In 2015, European public debate was dominated by the Syrian refugee crisis and migration from the Middle East. A couple of years previously, labor migration had been a common reaction to the economic crisis in Eastern Europe. Masses left their homes in search of employment abroad. In a national perspective, this mitigated the impact of the economic downturn. Without mass migration, unemployment and social tensions would have taken on far more daunting dimensions. Relative to the total population, Romania, Latvia, and Lithuania had by far the highest rates of migration. Since these three countries further reduced their rudimentary welfare systems after 2009, the connection between welfare provisions and migration seems clear. By contrast, fewer citizens left Hungary and Slovenia, countries with much higher welfare expenditure, for Western Europe, although the impact of the crisis was felt there, too.

Labor migration took place via contacts and networks that had existed before the crisis. But there was no long-established migration system analogous to the transatlantic emigration of Germans, Scandinavians, or Eastern European Jews in the nineteenth century. For political reasons, it was almost impossible to leave the Baltic states or Romania for the West before 1989. (Only members of the German minority were permitted to move to West Germany, and this on payment of a fee, not unlike a ransom.) East-West mobility from these countries and the entire eastern half of the continent is evidently a result of the neoliberal order. The first to migrate en masse were East Germans moving to West German states. They were followed beginning in the mid-nineties by around two million Poles heading west. Since the crisis of 2008–9, Romanians, Latvians, and Lithuanians have made up the largest groups of intra-European labor migrants.

In broad terms, these developments were the result of postcommunist societies gradually acquiring the human capital to be able to deal with economic crises without relying on the welfare state. In a sense, these populations have been conditioned by neoliberalism to be mobile and flexible, two key values of this ideology. Those who stay at home often try to survive in the traditional manner of subsistence farming—that is, with a few cows, a large vegetable garden, and occasional jobs.

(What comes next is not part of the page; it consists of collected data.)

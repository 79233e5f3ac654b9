//! Display session
//!
//! Ties one panel to one raster engine for the lifetime of the display.
//! Dropping the session releases both.

use monotext_raster::{Geometry, Raster, SH1107_BUFFER_SIZE};

use crate::panel::{DisplayError, Panel};

/// Session for the SH1107 128x64 preset
pub type Sh1107Display<P> = Display<P, SH1107_BUFFER_SIZE>;

/// A panel together with the framebuffer drawn for it
pub struct Display<P, const CAP: usize> {
    panel: P,
    raster: Raster<CAP>,
}

impl<P: Panel, const CAP: usize> Display<P, CAP> {
    /// Allocate the framebuffer and bring the panel up
    ///
    /// The geometry is checked before the panel is touched.
    pub fn init(mut panel: P, geometry: Geometry) -> Result<Self, DisplayError> {
        #[cfg(feature = "defmt")]
        defmt::info!("Initializing display");

        let raster = Raster::new(geometry).map_err(|e| {
            #[cfg(feature = "defmt")]
            defmt::error!("Failed to allocate framebuffer: {}", e);
            DisplayError::from(e)
        })?;

        if let Err(e) = panel.init() {
            #[cfg(feature = "defmt")]
            defmt::error!("Failed to initialize panel: {}", e);
            return Err(e);
        }

        #[cfg(feature = "defmt")]
        defmt::info!(
            "Display initialized ({}x{}, {} byte buffer)",
            geometry.logical_width(),
            geometry.logical_height(),
            raster.buffer_size()
        );

        Ok(Self { panel, raster })
    }

    /// Send the framebuffer to the panel
    pub fn update(&mut self) -> Result<(), DisplayError> {
        if !self.panel.is_ready() {
            #[cfg(feature = "defmt")]
            defmt::error!("Update on a panel that is not ready");
            return Err(DisplayError::NotInitialized);
        }

        let geometry = *self.raster.geometry();
        let result = self.panel.draw_bitmap(
            self.raster.buffer(),
            geometry.physical_width(),
            geometry.physical_height(),
        );

        if let Err(_e) = &result {
            #[cfg(feature = "defmt")]
            defmt::warn!("Framebuffer transfer failed: {}", _e);
        }

        result
    }

    /// Clear the framebuffer
    pub fn clear(&mut self) {
        self.raster.clear();
    }

    /// Draw a string at logical `(x, y)`
    pub fn draw_string(&mut self, text: &str, x: i32, y: i32) {
        self.raster.draw_string(text, x, y);
    }

    /// Get the raster engine
    pub fn raster(&self) -> &Raster<CAP> {
        &self.raster
    }

    /// Get the raster engine for drawing
    pub fn raster_mut(&mut self) -> &mut Raster<CAP> {
        &mut self.raster
    }

    /// Get the panel
    pub fn panel(&self) -> &P {
        &self.panel
    }

    /// End the session, returning the panel
    pub fn release(self) -> P {
        #[cfg(feature = "defmt")]
        defmt::info!("Releasing display");

        self.panel
    }
}
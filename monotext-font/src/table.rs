//! Glyph data
//!
//! Character definition: each byte is a column, bits 0-6 are pixels from
//! top to bottom. Entries are indexed by `code_point - FIRST_CHAR`.

use crate::{FONT_BYTES_PER_CHAR, GLYPH_COUNT};

/// 5x7 glyphs for ASCII 0x20 to 0x7E
#[rustfmt::skip]
pub static FONT_5X7: [[u8; FONT_BYTES_PER_CHAR]; GLYPH_COUNT] = [
    [0x00, 0x00, 0x00, 0x00, 0x00], // space
    [0x00, 0x00, 0x5F, 0x00, 0x00], // !
    [0x00, 0x07, 0x00, 0x07, 0x00], // "
    [0x14, 0x7F, 0x14, 0x7F, 0x14], // #
    [0x24, 0x2A, 0x7F, 0x2A, 0x12], // $
    [0x23, 0x13, 0x08, 0x64, 0x62], // %
    [0x36, 0x49, 0x55, 0x22, 0x50], // &
    [0x00, 0x05, 0x03, 0x00, 0x00], // '
    [0x00, 0x1C, 0x22, 0x41, 0x00], // (
    [0x00, 0x41, 0x22, 0x1C, 0x00], // )
    [0x14, 0x08, 0x3E, 0x08, 0x14], // *
    [0x08, 0x08, 0x3E, 0x08, 0x08], // +
    [0x00, 0x50, 0x30, 0x00, 0x00], // ,
    [0x08, 0x08, 0x08, 0x08, 0x08], // -
    [0x00, 0x60, 0x60, 0x00, 0x00], // .
    [0x20, 0x10, 0x08, 0x04, 0x02], // /
    [0x3E, 0x51, 0x49, 0x45, 0x3E], // 0
    [0x00, 0x42, 0x7F, 0x40, 0x00], // 1
    [0x42, 0x61, 0x51, 0x49, 0x46], // 2
    [0x21, 0x41, 0x45, 0x4B, 0x31], // 3
    [0x18, 0x14, 0x12, 0x7F, 0x10], // 4
    [0x27, 0x45, 0x45, 0x45, 0x39], // 5
    [0x3C, 0x4A, 0x49, 0x49, 0x30], // 6
    [0x01, 0x71, 0x09, 0x05, 0x03], // 7
    [0x36, 0x49, 0x49, 0x49, 0x36], // 8
    [0x06, 0x49, 0x49, 0x29, 0x1E], // 9
    [0x00, 0x36, 0x36, 0x00, 0x00], // :
    [0x00, 0x56, 0x36, 0x00, 0x00], // ;
    [0x08, 0x14, 0x22, 0x41, 0x00], // <
    [0x14, 0x14, 0x14, 0x14, 0x14], // =
    [0x00, 0x41, 0x22, 0x14, 0x08], // >
    [0x02, 0x01, 0x51, 0x09, 0x06], // ?
    [0x32, 0x49, 0x79, 0x41, 0x3E], // @
    [0x7E, 0x11, 0x11, 0x11, 0x7E], // A
    [0x7F, 0x49, 0x49, 0x49, 0x36], // B
    [0x3E, 0x41, 0x41, 0x41, 0x22], // C
    [0x7F, 0x41, 0x41, 0x22, 0x1C], // D
    [0x7F, 0x49, 0x49, 0x49, 0x41], // E
    [0x7F, 0x09, 0x09, 0x09, 0x01], // F
    [0x3E, 0x41, 0x49, 0x49, 0x7A], // G
    [0x7F, 0x08, 0x08, 0x08, 0x7F], // H
    [0x00, 0x41, 0x7F, 0x41, 0x00], // I
    [0x20, 0x40, 0x41, 0x3F, 0x01], // J
    [0x7F, 0x08, 0x14, 0x22, 0x41], // K
    [0x7F, 0x40, 0x40, 0x40, 0x40], // L
    [0x7F, 0x02, 0x0C, 0x02, 0x7F], // M
    [0x7F, 0x04, 0x08, 0x10, 0x7F], // N
    [0x3E, 0x41, 0x41, 0x41, 0x3E], // O
    [0x7F, 0x09, 0x09, 0x09, 0x06], // P
    [0x3E, 0x41, 0x51, 0x21, 0x5E], // Q
    [0x7F, 0x09, 0x19, 0x29, 0x46], // R
    [0x46, 0x49, 0x49, 0x49, 0x31], // S
    [0x01, 0x01, 0x7F, 0x01, 0x01], // T
    [0x3F, 0x40, 0x40, 0x40, 0x3F], // U
    [0x1F, 0x20, 0x40, 0x20, 0x1F], // V
    [0x3F, 0x40, 0x38, 0x40, 0x3F], // W
    [0x63, 0x14, 0x08, 0x14, 0x63], // X
    [0x07, 0x08, 0x70, 0x08, 0x07], // Y
    [0x61, 0x51, 0x49, 0x45, 0x43], // Z
    [0x00, 0x7F, 0x41, 0x41, 0x00], // [
    [0x02, 0x04, 0x08, 0x10, 0x20], // \
    [0x00, 0x41, 0x41, 0x7F, 0x00], // ]
    [0x04, 0x02, 0x01, 0x02, 0x04], // ^
    [0x40, 0x40, 0x40, 0x40, 0x40], // _
    [0x00, 0x01, 0x02, 0x04, 0x00], // `
    [0x20, 0x54, 0x54, 0x54, 0x78], // a
    [0x7F, 0x48, 0x44, 0x44, 0x38], // b
    [0x38, 0x44, 0x44, 0x44, 0x20], // c
    [0x38, 0x44, 0x44, 0x48, 0x7F], // d
    [0x38, 0x54, 0x54, 0x54, 0x18], // e
    [0x08, 0x7E, 0x09, 0x01, 0x02], // f
    [0x0C, 0x52, 0x52, 0x52, 0x3E], // g
    [0x7F, 0x08, 0x04, 0x04, 0x78], // h
    [0x00, 0x44, 0x7D, 0x40, 0x00], // i
    [0x20, 0x40, 0x44, 0x3D, 0x00], // j
    [0x7F, 0x10, 0x28, 0x44, 0x00], // k
    [0x00, 0x41, 0x7F, 0x40, 0x00], // l
    [0x7C, 0x04, 0x18, 0x04, 0x78], // m
    [0x7C, 0x08, 0x04, 0x04, 0x78], // n
    [0x38, 0x44, 0x44, 0x44, 0x38], // o
    [0x7C, 0x14, 0x14, 0x14, 0x08], // p
    [0x08, 0x14, 0x14, 0x18, 0x7C], // q
    [0x7C, 0x08, 0x04, 0x04, 0x08], // r
    [0x48, 0x54, 0x54, 0x54, 0x20], // s
    [0x04, 0x3F, 0x44, 0x40, 0x20], // t
    [0x3C, 0x40, 0x40, 0x20, 0x7C], // u
    [0x1C, 0x20, 0x40, 0x20, 0x1C], // v
    [0x3C, 0x40, 0x30, 0x40, 0x3C], // w
    [0x44, 0x28, 0x10, 0x28, 0x44], // x
    [0x0C, 0x50, 0x50, 0x50, 0x3C], // y
    [0x44, 0x64, 0x54, 0x4C, 0x44], // z
    [0x00, 0x08, 0x36, 0x41, 0x00], // {
    [0x00, 0x00, 0x7F, 0x00, 0x00], // |
    [0x00, 0x41, 0x36, 0x08, 0x00], // }
    [0x10, 0x08, 0x08, 0x10, 0x08], // ~
];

In comparison to the new EU states, the Mediterranean societies of Europe are far less mobile. Today, the waves of guest workers arriving in Germany from these countries in the 1950s and ’60s are a distant memory. Spain and Italy have themselves become major immigration destinations since the nineties. Unlike Latvia or Romania, they had not experienced a phase of mass migration before the crisis. Social and cultural norms also play a role. With greater affluence than the new EU states and better welfare provisions, Mediterranean countries provide relatively stable security nets. Spanish and Italian families have tried to additionally cushion the effects of the crisis by, for instance, letting their unemployed offspring live at home. Before the crisis, it was common for young people to find their first job in their parents’ business or through family ties. Personal networks, then, take precedence over spatial mobility. Moreover child daycare is expensive and hard to find (at least in comparison with Germany, the Netherlands, or Scandinavia), and the state does not provide child allowance independent of income. These factors additionally increase young people’s reliance on family networks, confirming dependencies that conflict with neoliberal principles.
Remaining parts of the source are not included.